I have been playing around with different microbevels recently but not enough to comment seriously. For example a massive angled left side only micro bevel with the right side at edge angle seemed to shave my right arm at a really low angle compared to the left. This is assuming im using the same blade sharpened in the same manner I mentioned earlier. I didnt cut anything with it unfortunately but im wagering that the food release would be even better on the right hand side of the knife. However I'm unsure whether that would also sacrifice durability by keeping the apex so assymetric? I back bevel the same assymetric edge bevels after microbevelling which seems to reduce the influence of the micro bevel anyway so I really have no idea what the "correct" approach is. FWIW I have been primarily setting microbevels assymetrically for the sake of it as opposed to either 50/50 or on one side only as it just seemed like a safe bet.

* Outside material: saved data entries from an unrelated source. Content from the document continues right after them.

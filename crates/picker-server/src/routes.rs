//! Request handlers.
//!
//! The override webhooks never answer with an error status: anything that
//! goes wrong resolves to `{"approved": true}` without a guid so the arr
//! proceeds with its own ranking. `/simulate` and `/test` report upstream
//! failures in their responses.

use std::collections::BTreeSet;
use std::sync::Arc;

use axum::body::Bytes;
use axum::extract::{Path, State};
use axum::http::StatusCode;
use axum::response::{IntoResponse, Response};
use axum::Json;
use picker_core::{Decision, OverrideRequest, ReleaseCandidate, Service};
use picker_engine::arr::MediaContext;
use serde::{Deserialize, Serialize};
use serde_json::{json, Value};

use crate::server::AppState;

const OVERRIDE_EVENT: &str = "DownloadDecisionOverride";

/// Answer to a download decision override webhook.
#[derive(Debug, Clone, PartialEq, Eq, Serialize)]
#[serde(rename_all = "camelCase")]
pub struct OverrideResponse {
    pub approved: bool,
    #[serde(skip_serializing_if = "Option::is_none")]
    pub selected_release_guid: Option<String>,
    pub reason: String,
}

impl OverrideResponse {
    fn pass(reason: impl Into<String>) -> Self {
        Self {
            approved: true,
            selected_release_guid: None,
            reason: reason.into(),
        }
    }
}

impl From<Decision> for OverrideResponse {
    fn from(decision: Decision) -> Self {
        match decision {
            Decision::Override { guid, reason } => Self {
                approved: true,
                selected_release_guid: Some(guid),
                reason,
            },
            Decision::PassThrough { reason, .. } => Self::pass(reason),
        }
    }
}

#[derive(Debug, Default, Deserialize)]
#[serde(default)]
struct MediaRef {
    id: Option<u64>,
    title: Option<String>,
}

#[derive(Debug, Default, Deserialize)]
#[serde(rename_all = "camelCase", default)]
struct OverridePayload {
    event_type: Option<String>,
    movie: Option<MediaRef>,
    series: Option<MediaRef>,
    releases: Vec<ReleaseCandidate>,
}

impl OverridePayload {
    fn media(&mut self, service: Service) -> MediaRef {
        let media = match service {
            Service::Radarr => self.movie.take(),
            Service::Sonarr => self.series.take(),
        };
        media.unwrap_or_default()
    }
}

/// An error answer for `/simulate`: a status code and a message.
#[derive(Debug)]
pub struct ApiError(StatusCode, String);

impl IntoResponse for ApiError {
    fn into_response(self) -> Response {
        (self.0, Json(json!({ "error": self.1 }))).into_response()
    }
}

pub async fn health() -> Json<Value> {
    Json(json!({ "status": "healthy" }))
}

pub async fn test_connections(State(state): State<Arc<AppState>>) -> Json<Value> {
    let mut results = serde_json::Map::new();

    for service in Service::ALL {
        let status = match state.arr(service) {
            None => json!({ "status": "not configured" }),
            Some(client) => {
                let checked = async {
                    let status = client.system_status().await?;
                    let profiles = client.quality_profiles().await?;
                    Ok::<_, picker_core::PickerError>((status, profiles))
                };
                match checked.await {
                    Ok((status, profiles)) => json!({
                        "status": "ok",
                        "version": status.version,
                        "profiles": profiles.into_iter().map(|p| p.name).collect::<Vec<_>>(),
                    }),
                    Err(e) => json!({ "status": "error", "error": e.to_string() }),
                }
            }
        };
        results.insert(service.as_str().to_string(), status);
    }

    let llm = state.engine.llm();
    let llm_status = match llm.ping().await {
        Ok(()) => json!({ "status": "ok", "model": llm.model() }),
        Err(e) => json!({ "status": "error", "error": e.to_string() }),
    };
    results.insert("llm".into(), llm_status);

    let settings = state.engine.settings();
    let prompts = state.engine.prompts();
    results.insert(
        "config".into(),
        json!({
            "dry_run": settings.dry_run,
            "skip_tag": settings.skip_tag,
            "prompts_dir": prompts.root().display().to_string(),
            "radarr_profiles": prompts.profiles(Service::Radarr),
            "sonarr_profiles": prompts.profiles(Service::Sonarr),
            "radarr_configured": state.radarr.is_some(),
            "sonarr_configured": state.sonarr.is_some(),
        }),
    );

    Json(Value::Object(results))
}

pub async fn reload(State(state): State<Arc<AppState>>) -> Result<Json<Value>, ApiError> {
    let reloaded = Arc::clone(&state);
    let count = tokio::task::spawn_blocking(move || reloaded.engine.prompts().reload())
        .await
        .map_err(|e| ApiError(StatusCode::INTERNAL_SERVER_ERROR, format!("reload failed: {e}")))?;

    let prompts = state.engine.prompts();
    Ok(Json(json!({
        "status": "reloaded",
        "count": count,
        "radarr_profiles": prompts.profiles(Service::Radarr),
        "sonarr_profiles": prompts.profiles(Service::Sonarr),
    })))
}

pub async fn radarr_override(State(state): State<Arc<AppState>>, body: Bytes) -> Json<OverrideResponse> {
    Json(handle_override(&state, Service::Radarr, &body).await)
}

pub async fn sonarr_override(State(state): State<Arc<AppState>>, body: Bytes) -> Json<OverrideResponse> {
    Json(handle_override(&state, Service::Sonarr, &body).await)
}

async fn handle_override(state: &AppState, service: Service, body: &[u8]) -> OverrideResponse {
    let name = service.display_name();
    let Some(arr) = state.arr(service) else {
        return OverrideResponse::pass(format!("{name} not configured"));
    };

    if body.iter().all(u8::is_ascii_whitespace) {
        return OverrideResponse::pass("Empty payload");
    }
    let mut payload: OverridePayload = match serde_json::from_slice(body) {
        Ok(payload) => payload,
        Err(e) => {
            tracing::warn!(%service, error = %e, "unparsable webhook payload");
            return OverrideResponse::pass(format!("Invalid payload: {e}"));
        }
    };

    let event_type = payload.event_type.take().unwrap_or_default();
    if event_type != OVERRIDE_EVENT {
        return OverrideResponse::pass(format!("Ignored event type: {event_type}"));
    }

    let media = payload.media(service);
    let title = media.title.unwrap_or_else(|| "Unknown".to_string());
    let releases = std::mem::take(&mut payload.releases);
    tracing::info!(%service, media = %title, releases = releases.len(), "download decision override");

    if releases.is_empty() {
        tracing::warn!(%service, media = %title, "no releases in payload");
        return OverrideResponse::pass("No releases to evaluate");
    }

    let context = match media.id {
        Some(id) => match tokio::time::timeout(state.context_timeout, arr.media_context(id)).await {
            Ok(context) => context,
            Err(_) => {
                tracing::warn!(
                    %service,
                    id,
                    timeout = ?state.context_timeout,
                    "arr lookup timed out, using default profile"
                );
                MediaContext::default()
            }
        },
        None => MediaContext {
            profile_name: "unknown".to_string(),
            tags: BTreeSet::new(),
        },
    };

    let request = match OverrideRequest::new(service, title, context.profile_name, context.tags, releases) {
        Ok(request) => request,
        Err(e) => {
            tracing::warn!(%service, error = %e, "rejecting override request");
            return OverrideResponse::pass(e.to_string());
        }
    };

    state.engine.decide(&request).await.into()
}

pub async fn simulate_radarr(
    State(state): State<Arc<AppState>>,
    Path(id): Path<u64>,
) -> Result<Json<Value>, ApiError> {
    simulate(&state, Service::Radarr, id).await
}

pub async fn simulate_sonarr(
    State(state): State<Arc<AppState>>,
    Path(id): Path<u64>,
) -> Result<Json<Value>, ApiError> {
    simulate(&state, Service::Sonarr, id).await
}

async fn simulate(state: &AppState, service: Service, id: u64) -> Result<Json<Value>, ApiError> {
    let arr = state.arr(service).ok_or_else(|| {
        ApiError(
            StatusCode::NOT_FOUND,
            format!("{} not configured", service.display_name()),
        )
    })?;

    let media = arr.media(id).await.map_err(|e| {
        ApiError(
            StatusCode::NOT_FOUND,
            format!("{} {id} not found: {e}", service.media_key()),
        )
    })?;

    let releases = arr.releases(id).await.map_err(|e| {
        ApiError(
            StatusCode::INTERNAL_SERVER_ERROR,
            format!("Failed to get releases: {e}"),
        )
    })?;
    if releases.is_empty() {
        return Err(ApiError(StatusCode::NOT_FOUND, "No releases found".into()));
    }

    let context = arr.context_for(&media).await;
    let total = releases.len();
    let title = media.display_title().to_string();
    let profile = context.profile_name.clone();

    let request = OverrideRequest::new(service, title.clone(), context.profile_name, context.tags, releases)
        .map_err(|e| ApiError(StatusCode::INTERNAL_SERVER_ERROR, e.to_string()))?;

    let body = match state.engine.simulate(&request).await {
        Ok(choice) => {
            let selected = request.candidate_at(choice.index).map(|c| {
                json!({
                    "index": choice.index,
                    "guid": c.guid,
                    "title": c.title,
                    "size": c.size,
                    "quality": c.quality,
                    "seeders": c.seeders,
                })
            });
            json!({
                "status": "simulated",
                "title": title,
                "profile": profile,
                "selected": selected,
                "reason": choice.reason,
                "total_releases": total,
            })
        }
        Err(pass) => json!({
            "status": "passthrough",
            "title": title,
            "profile": profile,
            "cause": pass.cause,
            "reason": pass.reason,
            "total_releases": total,
        }),
    };

    Ok(Json(body))
}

Sorry for the long winded post but I guess I'm trying to make sure that I'm heading down the right track


----------



## Kippington

Firstly, please take a look at the most recent picture posted above. Your post mentions small (perhaps even negligible?) changes to food drop off from your modifications... but from what I can tell, you've only been talking about variations in asymmetrical sharpening, and you haven't made any changes to the asymmetry of the grind. Could this be the case?

If you're only talking about sharpening, the answers to your questions will always revolve around the specific grind of the knife you're sharpening. For example, if you're experiencing no steering issues at all, there'd be no reason to change your sharpening bevels from their current angles and sizes.

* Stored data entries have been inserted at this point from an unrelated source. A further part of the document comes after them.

//! # App Error Type
//!
//! Unified error type for session and state-container operations.
//!
//! ## Error Handling Strategy
//! ```text
//! ┌─────────────────────────────────────────────────────────────────────────┐
//! │                    Error Flow in Quill Invoicing                        │
//! │                                                                         │
//! │  ┌──────────────────────────────────────────────────────────────────┐  │
//! │  │  State container operation                                       │  │
//! │  │  Result<T, AppError>                                             │  │
//! │  │         │                                                        │  │
//! │  │         ▼                                                        │  │
//! │  │  Local validation? ─── ValidationError ───────────┐             │  │
//! │  │         │                                          │             │  │
//! │  │         ▼                                          ▼             │  │
//! │  │  Backend call? ─── HttpError::Status("...") ───► AppError ──────►│  │
//! │  │         │                                          ▲             │  │
//! │  │         ▼                                          │             │  │
//! │  │  Context missing? ─── CoreError::NoClientSelected ─┘             │  │
//! │  └──────────────────────────────────────────────────────────────────┘  │
//! │                                                                         │
//! │  container.error() == Some("name is required")                         │
//! │  err.code == ErrorCode::BackendError                                   │
//! └─────────────────────────────────────────────────────────────────────────┘
//! ```
//!
//! ## Messages
//! `message` is what the containers store in their error field, so backend
//! messages pass through untouched. Transport details are logged, not shown.

use serde::Serialize;

use quill_core::{CoreError, ValidationError};
use quill_http::HttpError;

/// Error returned from session and container operations.
///
/// ## Serialization
/// ```json
/// {
///   "code": "BACKEND_ERROR",
///   "message": "client has invoices"
/// }
/// ```
#[derive(Debug, Clone, PartialEq, Eq, Serialize)]
#[serde(rename_all = "camelCase")]
pub struct AppError {
    /// Machine-readable error code for programmatic handling
    pub code: ErrorCode,

    /// Human-readable error message for display
    pub message: String,
}

/// Error codes for [`AppError`].
#[derive(Debug, Clone, Copy, PartialEq, Eq, Serialize)]
#[serde(rename_all = "SCREAMING_SNAKE_CASE")]
pub enum ErrorCode {
    /// Resource not found (404, or absent from the loaded list)
    NotFound,

    /// Input rejected locally or by the backend's 400/422
    ValidationError,

    /// Any other non-2xx backend response
    BackendError,

    /// The backend could not be reached
    NetworkError,

    /// A client-scoped operation ran with no client selected
    NoClientSelected,

    /// Unexpected response shape or local failure
    Internal,
}

impl AppError {
    /// Creates a new app error.
    pub fn new(code: ErrorCode, message: impl Into<String>) -> Self {
        AppError {
            code,
            message: message.into(),
        }
    }

    /// Creates a not found error.
    pub fn not_found(resource: &str, id: i64) -> Self {
        AppError::new(ErrorCode::NotFound, format!("{} not found: {}", resource, id))
    }

    /// Creates a validation error.
    pub fn validation(message: impl Into<String>) -> Self {
        AppError::new(ErrorCode::ValidationError, message)
    }

    /// Creates an internal error.
    pub fn internal(message: impl Into<String>) -> Self {
        AppError::new(ErrorCode::Internal, message)
    }

    /// The message to record in a container, or `fallback` when this error
    /// carries none.
    pub fn message_or<'a>(&'a self, fallback: &'a str) -> &'a str {
        if self.message.trim().is_empty() {
            fallback
        } else {
            &self.message
        }
    }
}

/// Result type for app operations.
pub type AppResult<T> = Result<T, AppError>;

/// Converts backend call errors to app errors.
impl From<HttpError> for AppError {
    fn from(err: HttpError) -> Self {
        match err {
            HttpError::Status { status, message } => {
                let code = match status {
                    404 => ErrorCode::NotFound,
                    400 | 422 => ErrorCode::ValidationError,
                    _ => ErrorCode::BackendError,
                };
                AppError::new(code, message)
            }
            HttpError::Transport(e) => {
                // Log the actual error but return a generic message
                tracing::error!("Backend unreachable: {}", e);
                AppError::new(ErrorCode::NetworkError, "Could not reach the invoicing server")
            }
            HttpError::InvalidId { entity, id } => {
                AppError::validation(format!("Invalid {} id: {}", entity, id))
            }
            err @ (HttpError::Decode { .. } | HttpError::MissingBody { .. }) => {
                tracing::error!("{}", err);
                AppError::internal("Unexpected response from the invoicing server")
            }
        }
    }
}

/// Converts core errors to app errors.
impl From<CoreError> for AppError {
    fn from(err: CoreError) -> Self {
        match err {
            CoreError::InvalidId { .. } => AppError::validation(err.to_string()),
            CoreError::NoClientSelected => {
                AppError::new(ErrorCode::NoClientSelected, err.to_string())
            }
            CoreError::NoDraft => AppError::new(ErrorCode::NotFound, err.to_string()),
            CoreError::Validation(e) => e.into(),
        }
    }
}

/// Converts validation errors to app errors. The message is the bare
/// field error, e.g. `name is required`.
impl From<ValidationError> for AppError {
    fn from(err: ValidationError) -> Self {
        AppError::validation(err.to_string())
    }
}

impl std::fmt::Display for AppError {
    fn fmt(&self, f: &mut std::fmt::Formatter<'_>) -> std::fmt::Result {
        write!(f, "[{:?}] {}", self.code, self.message)
    }
}

impl std::error::Error for AppError {}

As for micro-bevels - they're an interesting topic because they have a lot to do with how the knife in question is intended to be used.
Micro-bevels are so small that they don't affect food release, meaning for this consideration it hardly matters which side they go on. They are, however, _very important_ to blade usage and edge retention. Gyutos and chef's knives are used mostly in an up-and-down orientation (perpendicular to the board), so I'd want to have the micro-bevel done to the side that has the shallower angle (in our diagrams, the right side). Doing it like this would increase the chances of the edge hitting the cutting-board dead on, as opposed to side on (at an angle).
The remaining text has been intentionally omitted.